There are many among us whose daily work includes the e-filing of sequence listings. By this we mean computer-readable listings of nucleotides and amino acids that form part of a patent application. The people who do this kind of work all made a mark on their calendars more than a year ago for January 1, 2022 for the Big Bang. Many of the people who do this kind of work belong to the ST.26 listserv (see blog article), which is an email discussion group for people who work with sequence listings when they e-file patent applications. (If you work with sequence listings, and if you have not yet joined the ST.26 listserv, then I suggest you join the listserv.)
The Big Bang relates to the way that the filer of a patent application formats the sequence listing.
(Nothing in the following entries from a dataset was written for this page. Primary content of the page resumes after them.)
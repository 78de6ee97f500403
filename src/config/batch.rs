//! Turning a parsed batch file into engine inputs

use std::path::PathBuf;
use std::time::Duration;

use super::types::{BatchFile, CommandConfig, DefaultsConfig, SshConfig};
use crate::command::Command;
use crate::policy::RollbackPolicy;
use crate::transport::{Credential, DialOptions, Secret};
use crate::types::Result;

impl BatchFile {
    /// Policy precedence: CLI flag, then the batch file, then the config default
    pub fn effective_policy(
        &self,
        cli: Option<RollbackPolicy>,
        defaults: &DefaultsConfig,
    ) -> RollbackPolicy {
        cli.or(self.policy).unwrap_or(defaults.rollback_policy)
    }

    /// Commands in file order, timeouts falling back to `defaults`
    pub fn to_commands(&self, defaults: &DefaultsConfig) -> Vec<Command> {
        self.commands
            .iter()
            .map(|command| command.to_command(defaults))
            .collect()
    }

    /// Dial options for the target. Reads the password from the environment
    /// when `password_env` is set.
    pub fn dial_options(&self, ssh: &SshConfig) -> Result<DialOptions> {
        let credential = match (&self.target.identity_file, &self.target.password_env) {
            (Some(path), _) => Credential::KeyFile(expand_home(path)),
            (None, Some(var)) => {
                let password =
                    std::env::var(var).map_err(|_| crate::types::Error::Validation {
                        field: "target.password_env".to_string(),
                        message: format!("Environment variable '{}' is not set", var),
                    })?;
                Credential::Password(Secret::new(password))
            }
            (None, None) => Credential::Agent,
        };

        Ok(DialOptions {
            address: self.target.address.clone(),
            user: self.target.user.clone(),
            credential,
            ssh: ssh.clone(),
        })
    }
}

impl CommandConfig {
    pub fn to_command(&self, defaults: &DefaultsConfig) -> Command {
        let timeout = Duration::from_secs(self.timeout.unwrap_or(defaults.command_timeout));

        let mut command = Command::new(
            &self.name,
            &self.action,
            &self.check,
            &self.rollback,
            &self.expected,
            self.env.clone(),
            self.check_env.clone(),
            self.rollback_env.clone(),
            timeout,
        );
        if let Some(secs) = self.check_timeout {
            command = command.with_check_timeout(Duration::from_secs(secs));
        }
        if let Some(secs) = self.rollback_timeout {
            command = command.with_rollback_timeout(Duration::from_secs(secs));
        }
        command
    }
}

/// Expand a leading `~/` using `HOME`
fn expand_home(path: &str) -> PathBuf {
    match (path.strip_prefix("~/"), std::env::var_os("HOME")) {
        (Some(rest), Some(home)) => PathBuf::from(home).join(rest),
        _ => PathBuf::from(path),
    }
}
The way things are right now in 2021, if you are getting ready to file a patent application, and if you are going to need to include a sequence listing as part of the patent application, then you will be formatting it according to a standard called ST.25. But there is a new standard for the formatting of sequence listings called ST.26.
For more than a year, it had been planned that January 1, 2022 was the day when all of the patent offices of the world would commence requiring that a newly filed patent application be formatted according to ST.26 rather than ST.25. The colloquial way to say this is that what was going to happen on January 1, 202 was the “Big Bang”.
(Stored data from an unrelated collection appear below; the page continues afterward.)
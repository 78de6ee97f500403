use serde::{Deserialize, Serialize};
use std::fmt;
use thiserror::Error;

/// Main error type for the application
#[derive(Error, Debug)]
pub enum Error {
    #[error("Configuration error: {0}")]
    Config(#[from] ConfigError),

    #[error("Batch error: {0}")]
    Batch(#[from] BatchError),

    #[error("Connection error: {0}")]
    Connection(#[from] ConnectionError),

    #[error("Execution error: {0}")]
    Execution(#[from] ExecutionError),

    #[error("Validation failed: {field}: {message}")]
    Validation { field: String, message: String },

    #[error("I/O error: {0}")]
    Io(#[from] std::io::Error),

    #[error("Application error: {0}")]
    Application(String),
}

/// Configuration-related errors
#[derive(Error, Debug)]
pub enum ConfigError {
    #[error("Config file not found: {path}")]
    FileNotFound { path: String },

    #[error("Config file parse error: {0}")]
    ParseError(#[from] toml::de::Error),

    #[error("Invalid configuration: {message}")]
    Invalid { message: String },

    #[error("Missing required field: {field}")]
    MissingField { field: String },
}

/// Connection errors. Cloneable because a failed dial is stored on the
/// connection and handed back to every later caller.
#[derive(Error, Debug, Clone, PartialEq, Eq)]
pub enum ConnectionError {
    #[error("Failed to connect to {address}: {message}")]
    Dial { address: String, message: String },

    #[error("Credential error: {message}")]
    Credential { message: String },

    #[error("Could not start session: {message}")]
    Spawn { message: String },

    #[error("Connection is closed")]
    Closed,
}

/// Execution-related errors raised by a single session run
#[derive(Error, Debug)]
pub enum ExecutionError {
    #[error("Command '{command}' failed with exit code {code}")]
    NonZeroExit { command: String, code: i32 },

    #[error("Command '{command}' timed out after {timeout_ms}ms")]
    Timeout { command: String, timeout_ms: u64 },

    #[error("Command '{command}' was terminated by a signal")]
    Terminated { command: String },

    #[error("Command '{command}' could not be started: {source}")]
    StartFailed {
        command: String,
        #[source]
        source: std::io::Error,
    },

    #[error("Session unavailable: {0}")]
    Session(#[from] ConnectionError),

    #[error("Invalid environment variable name '{name}'")]
    InvalidEnvironment { name: String },

    #[error("Failed to capture output of '{command}': {source}")]
    Output {
        command: String,
        #[source]
        source: std::io::Error,
    },

    #[error("Command '{name}' cannot enter {phase} from status {from}")]
    InvalidTransition {
        name: String,
        phase: Phase,
        from: CommandStatus,
    },
}

/// Batch-level errors returned by the orchestrator
#[derive(Error, Debug)]
pub enum BatchError {
    #[error("Batch contains no commands")]
    EmptyBatch,

    #[error("Command #{index} '{name}' has no rollback action, required by the 'all' rollback policy")]
    MissingRollbackAction { index: usize, name: String },

    #[error("Command #{index} '{name}' was already executed (status {status})")]
    AlreadyExecuted {
        index: usize,
        name: String,
        status: CommandStatus,
    },

    #[error("Connection unavailable: {0}")]
    Connection(ConnectionError),

    #[error("Connection is already running another batch")]
    ConnectionBusy,

    #[error("Command #{index} '{name}' has an empty action{}", summarize_rollbacks(.rollbacks))]
    EmptyCommand {
        index: usize,
        name: String,
        rollbacks: Vec<RollbackOutcome>,
    },

    #[error("Command #{index} '{name}' ended with status {status}{}", summarize_rollbacks(.rollbacks))]
    BatchFailed {
        index: usize,
        name: String,
        status: CommandStatus,
        rollbacks: Vec<RollbackOutcome>,
    },
}

impl BatchError {
    /// Index of the command that stopped the batch, if any command ran
    pub fn failed_index(&self) -> Option<usize> {
        match self {
            BatchError::EmptyCommand { index, .. } | BatchError::BatchFailed { index, .. } => {
                Some(*index)
            }
            BatchError::MissingRollbackAction { index, .. }
            | BatchError::AlreadyExecuted { index, .. } => Some(*index),
            _ => None,
        }
    }

    /// Rollback outcomes of the unwind pass, empty when no unwind ran
    pub fn rollbacks(&self) -> &[RollbackOutcome] {
        match self {
            BatchError::EmptyCommand { rollbacks, .. }
            | BatchError::BatchFailed { rollbacks, .. } => rollbacks,
            _ => &[],
        }
    }
}

fn summarize_rollbacks(rollbacks: &[RollbackOutcome]) -> String {
    if rollbacks.is_empty() {
        return String::new();
    }

    let failed = rollbacks
        .iter()
        .filter(|r| r.status == CommandStatus::RollbackFailed)
        .count();
    let order = rollbacks
        .iter()
        .map(|r| format!("#{}={}", r.index, r.status))
        .collect::<Vec<_>>()
        .join(", ");

    format!(
        "; {} rollback(s), {} succeeded, {} failed [{}]",
        rollbacks.len(),
        rollbacks.len() - failed,
        failed,
        order
    )
}

/// Type alias for Results
pub type Result<T> = std::result::Result<T, Error>;

/// Execution status of a single command
#[derive(Debug, Clone, Copy, PartialEq, Eq, Serialize, Deserialize, Default)]
#[serde(rename_all = "snake_case")]
pub enum CommandStatus {
    /// Not executed yet
    #[default]
    Init,
    /// Primary action exited 0 within its timeout
    Success,
    /// Primary action failed, timed out or could not be dispatched
    Failed,
    /// Check output matched the expected result
    CheckSuccess,
    /// Check output did not match, or the check itself failed
    CheckFailed,
    /// Rollback action exited 0
    RollbackSuccess,
    /// Rollback action failed
    RollbackFailed,
}

impl CommandStatus {
    /// Human-readable status name
    pub fn name(&self) -> &'static str {
        match self {
            CommandStatus::Init => "init",
            CommandStatus::Success => "success",
            CommandStatus::Failed => "failed",
            CommandStatus::CheckSuccess => "check success",
            CommandStatus::CheckFailed => "check failed",
            CommandStatus::RollbackSuccess => "rollback success",
            CommandStatus::RollbackFailed => "rollback failed",
        }
    }

    /// Whether the command counts as applied and verified
    pub fn is_passed(&self) -> bool {
        matches!(self, CommandStatus::Success | CommandStatus::CheckSuccess)
    }
}

impl fmt::Display for CommandStatus {
    fn fmt(&self, f: &mut fmt::Formatter<'_>) -> fmt::Result {
        f.write_str(self.name())
    }
}

/// Execution phase of a command
#[derive(Debug, Clone, Copy, PartialEq, Eq, Serialize, Deserialize)]
#[serde(rename_all = "lowercase")]
pub enum Phase {
    Primary,
    Check,
    Rollback,
}

impl fmt::Display for Phase {
    fn fmt(&self, f: &mut fmt::Formatter<'_>) -> fmt::Result {
        let name = match self {
            Phase::Primary => "primary",
            Phase::Check => "check",
            Phase::Rollback => "rollback",
        };
        f.write_str(name)
    }
}

/// Captured result of one executed phase
#[derive(Debug, Clone, Default, PartialEq, Eq)]
pub struct PhaseRecord {
    pub stdout: Vec<u8>,
    pub stderr: Vec<u8>,
    pub exit_code: Option<i32>,
    pub started_at: i64,
    pub duration_ms: u64,
    pub error: Option<String>,
    pub timed_out: bool,
}

impl PhaseRecord {
    /// Whether the phase exited 0 without error
    pub fn succeeded(&self) -> bool {
        self.error.is_none() && self.exit_code == Some(0)
    }
}

/// Result of rolling back one command during an unwind pass
#[derive(Debug, Clone, PartialEq, Eq, Serialize)]
pub struct RollbackOutcome {
    pub index: usize,
    pub name: String,
    pub status: CommandStatus,
}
The big news is that all of the patent offices of the world recently had a meeting about ST.26 and they decided to postpone the Big Bang for six months, that is, until July 1, 2022.
This is, of course, a mix of good news and bad news, right?
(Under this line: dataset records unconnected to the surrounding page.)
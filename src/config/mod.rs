mod batch;
pub mod types;
mod validators;

// Re-export all public types
pub use types::*;

#[cfg(test)]
mod tests {
    use super::*;
    use crate::config::validators::{
        validate_address, validate_env_names, validate_one_of, validate_positive_timeout,
        validate_ssh_option,
    };
    use crate::policy::RollbackPolicy;
    use crate::transport::Credential;
    use crate::types::{CommandStatus, ConfigError, Error, Phase};
    use std::collections::HashMap;
    use std::io::Write;
    use std::time::Duration;
    use tempfile::NamedTempFile;

    // Test utilities
    fn create_temp_file(content: &str) -> NamedTempFile {
        let mut file = NamedTempFile::new().unwrap();
        file.write_all(content.as_bytes()).unwrap();
        file.flush().unwrap();
        file
    }

    fn assert_validation_field(result: crate::types::Result<()>, expected_field: &str) {
        match result {
            Err(Error::Validation { field, .. }) => assert_eq!(field, expected_field),
            other => panic!("Expected validation error on {}, got: {:?}", expected_field, other),
        }
    }

    const SIMPLE_BATCH: &str = r#"
[target]
address = "10.0.0.5"
user = "deploy"

[[command]]
name = "noop"
action = "true"
"#;

    // SystemConfig Tests
    #[test]
    fn test_system_config_complete() {
        let config_toml = r#"
[logging]
level = "debug"
format = "json"

[ssh]
binary = "/usr/local/bin/ssh"
port = 2222
connect_timeout = 5
server_alive_interval = 30
server_alive_count_max = 5
strict_host_key_checking = "yes"
known_hosts_file = "/etc/rollshot/known_hosts"
local_shortcut = false
extra_options = ["Compression=yes"]

[defaults]
command_timeout = 60
rollback_policy = "back-trace"
        "#;

        let file = create_temp_file(config_toml);
        let config = SystemConfig::load_from_file(file.path()).unwrap();

        assert_eq!(config.logging.level, "debug");
        assert_eq!(config.logging.format, "json");
        assert_eq!(config.ssh.binary, "/usr/local/bin/ssh");
        assert_eq!(config.ssh.port, 2222);
        assert_eq!(config.ssh.connect_timeout, 5);
        assert_eq!(config.ssh.server_alive_interval, 30);
        assert_eq!(config.ssh.server_alive_count_max, 5);
        assert_eq!(config.ssh.strict_host_key_checking, "yes");
        assert_eq!(
            config.ssh.known_hosts_file.as_deref(),
            Some("/etc/rollshot/known_hosts")
        );
        assert!(!config.ssh.local_shortcut);
        assert_eq!(config.ssh.extra_options, vec!["Compression=yes"]);
        assert_eq!(config.defaults.command_timeout, 60);
        assert_eq!(config.defaults.rollback_policy, RollbackPolicy::BackTrace);

        config.validate().unwrap();
    }

    #[test]
    fn test_system_config_defaults() {
        let file = create_temp_file("");
        let config = SystemConfig::load_from_file(file.path()).unwrap();

        assert_eq!(config.logging.level, "info");
        assert_eq!(config.logging.format, "pretty");
        assert_eq!(config.ssh.binary, "ssh");
        assert_eq!(config.ssh.port, 22);
        assert_eq!(config.ssh.connect_timeout, 10);
        assert_eq!(config.ssh.server_alive_interval, 15);
        assert_eq!(config.ssh.server_alive_count_max, 3);
        assert_eq!(config.ssh.strict_host_key_checking, "accept-new");
        assert!(config.ssh.known_hosts_file.is_none());
        assert!(config.ssh.local_shortcut);
        assert_eq!(config.defaults.command_timeout, 300);
        assert_eq!(config.defaults.rollback_policy, RollbackPolicy::None);

        config.validate().unwrap();
    }

    #[test]
    fn test_system_config_missing_file() {
        let result = SystemConfig::load_from_file("/nonexistent/rollshot.toml");
        assert!(matches!(
            result,
            Err(Error::Config(ConfigError::FileNotFound { .. }))
        ));
    }

    #[test]
    fn test_system_config_parse_error() {
        let file = create_temp_file("[ssh]\nport = \"twenty-two\"\n");
        let result = SystemConfig::load_from_file(file.path());
        assert!(matches!(
            result,
            Err(Error::Config(ConfigError::ParseError(_)))
        ));
    }

    #[test]
    fn test_system_config_rejects_invalid_values() {
        let mut config = SystemConfig::default();
        config.logging.level = "verbose".to_string();
        assert_validation_field(config.validate(), "logging.level");

        let mut config = SystemConfig::default();
        config.ssh.strict_host_key_checking = "maybe".to_string();
        assert_validation_field(config.validate(), "ssh.strict_host_key_checking");

        let mut config = SystemConfig::default();
        config.ssh.connect_timeout = 0;
        assert_validation_field(config.validate(), "ssh.connect_timeout");

        let mut config = SystemConfig::default();
        config.defaults.command_timeout = 0;
        assert_validation_field(config.validate(), "defaults.command_timeout");

        let mut config = SystemConfig::default();
        config.ssh.extra_options = vec!["-v".to_string()];
        assert_validation_field(config.validate(), "ssh.extra_options[0]");
    }

    // BatchFile Tests
    #[test]
    fn test_batch_file_complete() {
        let batch_toml = r#"
policy = "all"

[target]
address = "10.0.0.5:2222"
user = "deploy"
identity_file = "/etc/rollshot/id_ed25519"

[[command]]
name = "stop service"
action = "systemctl stop app"
env = { APP_ENV = "prod" }
check = "systemctl is-active app"
expected = "inactive\n"
rollback = "systemctl start app"
rollback_env = { REASON = "rollback" }
timeout = 30
check_timeout = 5

[[command]]
name = "swap binary"
action = "cp /tmp/app /usr/bin/app"
rollback = "cp /usr/bin/app.bak /usr/bin/app"
rollback_timeout = 10
        "#;

        let file = create_temp_file(batch_toml);
        let batch = BatchFile::load_from_file(file.path()).unwrap();
        batch.validate().unwrap();

        assert_eq!(batch.policy, Some(RollbackPolicy::All));
        assert_eq!(batch.target.address, "10.0.0.5:2222");
        assert_eq!(batch.commands.len(), 2);
        assert_eq!(batch.commands[0].expected, "inactive\n");
        assert_eq!(batch.commands[0].env.get("APP_ENV").map(String::as_str), Some("prod"));
        assert!(batch.commands[1].check.is_empty());

        let commands = batch.to_commands(&DefaultsConfig::default());
        assert_eq!(commands.len(), 2);

        let stop = &commands[0];
        assert_eq!(stop.name(), "stop service");
        assert_eq!(stop.status(), CommandStatus::Init);
        assert!(stop.needs_check());
        assert!(stop.has_rollback());
        assert_eq!(stop.expected_result(), "inactive\n");
        assert_eq!(stop.timeout(Phase::Primary), Duration::from_secs(30));
        assert_eq!(stop.timeout(Phase::Check), Duration::from_secs(5));
        assert_eq!(stop.timeout(Phase::Rollback), Duration::from_secs(30));
        assert_eq!(
            stop.environment(Phase::Rollback).get("REASON").map(String::as_str),
            Some("rollback")
        );

        let swap = &commands[1];
        assert!(!swap.has_check());
        assert_eq!(swap.timeout(Phase::Primary), Duration::from_secs(300));
        assert_eq!(swap.timeout(Phase::Rollback), Duration::from_secs(10));

        let options = batch.dial_options(&SshConfig::default()).unwrap();
        assert_eq!(options.user, "deploy");
        assert!(matches!(
            options.credential,
            Credential::KeyFile(ref path) if path.to_str() == Some("/etc/rollshot/id_ed25519")
        ));
    }

    #[test]
    fn test_batch_file_missing_target() {
        let file = create_temp_file("[[command]]\nname = \"a\"\naction = \"true\"\n");
        let result = BatchFile::load_from_file(file.path());
        assert!(matches!(
            result,
            Err(Error::Config(ConfigError::ParseError(_)))
        ));
    }

    #[test]
    fn test_batch_file_without_commands_parses() {
        // emptiness is reported by the orchestrator, not the parser
        let file = create_temp_file("[target]\naddress = \"h\"\nuser = \"u\"\n");
        let batch = BatchFile::load_from_file(file.path()).unwrap();
        batch.validate().unwrap();
        assert!(batch.commands.is_empty());
    }

    #[test]
    fn test_batch_file_allows_repeated_command_names() {
        let batch_toml = r#"
[target]
address = "10.0.0.5"
user = "deploy"

[[command]]
name = "restart"
action = "systemctl restart app"

[[command]]
name = "migrate"
action = "app migrate"

[[command]]
name = "restart"
action = "systemctl restart worker"
        "#;

        let file = create_temp_file(batch_toml);
        let batch = BatchFile::load_from_file(file.path()).unwrap();
        batch.validate().unwrap();

        let commands = batch.to_commands(&DefaultsConfig::default());
        assert_eq!(commands.len(), 3);
        assert_eq!(commands[0].name(), "restart");
        assert_eq!(commands[2].name(), "restart");
        assert_eq!(commands[2].action(Phase::Primary), "systemctl restart worker");
    }

    #[test]
    fn test_effective_policy_precedence() {
        let file = create_temp_file(SIMPLE_BATCH);
        let mut batch = BatchFile::load_from_file(file.path()).unwrap();
        let defaults = DefaultsConfig {
            rollback_policy: RollbackPolicy::One,
            ..DefaultsConfig::default()
        };

        assert_eq!(batch.effective_policy(None, &defaults), RollbackPolicy::One);

        batch.policy = Some(RollbackPolicy::BackTrace);
        assert_eq!(batch.effective_policy(None, &defaults), RollbackPolicy::BackTrace);
        assert_eq!(
            batch.effective_policy(Some(RollbackPolicy::All), &defaults),
            RollbackPolicy::All
        );
    }

    #[test]
    fn test_batch_file_rejects_invalid_values() {
        let file = create_temp_file(SIMPLE_BATCH);
        let base = BatchFile::load_from_file(file.path()).unwrap();
        base.validate().unwrap();

        let mut batch = base.clone();
        batch.target.address = "host:notaport".to_string();
        assert_validation_field(batch.validate(), "target.address");

        let mut batch = base.clone();
        batch.target.user = " ".to_string();
        assert_validation_field(batch.validate(), "target.user");

        let mut batch = base.clone();
        batch.target.identity_file = Some("~/.ssh/id".to_string());
        batch.target.password_env = Some("PW".to_string());
        assert_validation_field(batch.validate(), "target");

        let mut batch = base.clone();
        batch.commands[0].name = String::new();
        assert_validation_field(batch.validate(), "command[0].name");

        let mut batch = base.clone();
        batch.commands[0].expected = "ok".to_string();
        assert_validation_field(batch.validate(), "command[0].expected");

        let mut batch = base.clone();
        batch.commands[0]
            .check_env
            .insert("BAD-NAME".to_string(), "x".to_string());
        assert_validation_field(batch.validate(), "command[0].check_env");

        let mut batch = base;
        batch.commands[0].rollback_timeout = Some(0);
        assert_validation_field(batch.validate(), "command[0].rollback_timeout");
    }

    #[test]
    fn test_dial_options_password_from_env() {
        let file = create_temp_file(SIMPLE_BATCH);
        let mut batch = BatchFile::load_from_file(file.path()).unwrap();

        batch.target.password_env = Some("ROLLSHOT_TEST_PASSWORD_SET".to_string());
        std::env::set_var("ROLLSHOT_TEST_PASSWORD_SET", "hunter2");
        let options = batch.dial_options(&SshConfig::default()).unwrap();
        match options.credential {
            Credential::Password(ref secret) => assert_eq!(secret.expose(), "hunter2"),
            ref other => panic!("Expected password credential, got: {:?}", other),
        }

        batch.target.password_env = Some("ROLLSHOT_TEST_PASSWORD_UNSET".to_string());
        std::env::remove_var("ROLLSHOT_TEST_PASSWORD_UNSET");
        assert!(matches!(
            batch.dial_options(&SshConfig::default()),
            Err(Error::Validation { .. })
        ));

        batch.target.password_env = None;
        let options = batch.dial_options(&SshConfig::default()).unwrap();
        assert!(matches!(options.credential, Credential::Agent));
    }

    // Validator Tests
    #[test]
    fn test_validate_positive_timeout() {
        assert!(validate_positive_timeout(1, "t").is_ok());
        assert!(validate_positive_timeout(0, "t").is_err());
    }

    #[test]
    fn test_validate_one_of() {
        assert!(validate_one_of("info", &["info", "debug"], "level").is_ok());
        assert!(validate_one_of("INFO", &["info", "debug"], "level").is_err());
    }

    #[test]
    fn test_validate_address() {
        assert!(validate_address("example.com", "a").is_ok());
        assert!(validate_address("example.com:22", "a").is_ok());
        assert!(validate_address("[::1]:22", "a").is_ok());
        assert!(validate_address("", "a").is_err());
        assert!(validate_address("host:70000", "a").is_err());
    }

    #[test]
    fn test_validate_env_names() {
        let mut env = HashMap::new();
        env.insert("APP_ENV".to_string(), "prod".to_string());
        env.insert("_private1".to_string(), "x".to_string());
        assert!(validate_env_names(&env, "env").is_ok());

        env.insert("1BAD".to_string(), "x".to_string());
        assert!(validate_env_names(&env, "env").is_err());
    }

    #[test]
    fn test_validate_ssh_option() {
        assert!(validate_ssh_option("Compression=yes", "o").is_ok());
        assert!(validate_ssh_option("ProxyJump=bastion", "o").is_ok());
        assert!(validate_ssh_option("=yes", "o").is_err());
        assert!(validate_ssh_option("Compression", "o").is_err());
        assert!(validate_ssh_option("-oFoo=bar", "o").is_err());
    }
}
For those filers who have been sort of dreading having to get used to the new way of formatting a sequence listing (that is, getting used to the ST.26 standard), then in a way this is good news. For most of us, if we think something is going to be unpleasant, then the news that the unpleasant thing is going to be delayed, it is a sort of natural reaction to count this as good news. On the other hand, some people will say that sometimes it is better just to “rip off the band-aid”. That if something has the potential to be unpleasant, maybe it is just as well to get it over with and to move on so that we can stop dreading the prospect of the dreaded event.
Not only that, but let’s assume for sake of discussion that there is some good reason for using ST.26 instead of ST.25. On this assumption, maybe it means that patent examiners can do their jobs better. Maybe it means that patent offices can do a better job of figuring out what is patentable and what is not. Maybe it means that when a searcher is doing a search in the database of all of the sequence listings that have ever been filed in any patent application (yes, there is such a database, and you can search it for free), the searcher will be able to do more and different kinds of searches that have a chance of leading more and better search results. Anyway, let’s assume this, that somehow ST.26 has a chance of promoting science and the useful arts better than ST.25.
If so, then the postponing of the Big Bang by six months is a postponement of whatever those benefits are of the use of ST.26.
So yes, this postponement is arguably a mix of both good news and bad news.
But setting aside whether you, the reader, personally think of the postponement of the Big Bang by six months as good news or bad news … I am posting this blog article to let you know, it is how things are going to be. The Big Bang for ST.26 will not happen on January 1, 2022 as previously scheduled. It will not happen until six months later, on July 1, 2022.
Since my filing an application that involved sequence listings would probably be malpractice, this won’t affect me personally. But did the various offices give a reason why they were postponing the Big Bang, which in my neck of the woods has traditionally been called a “flag day” event.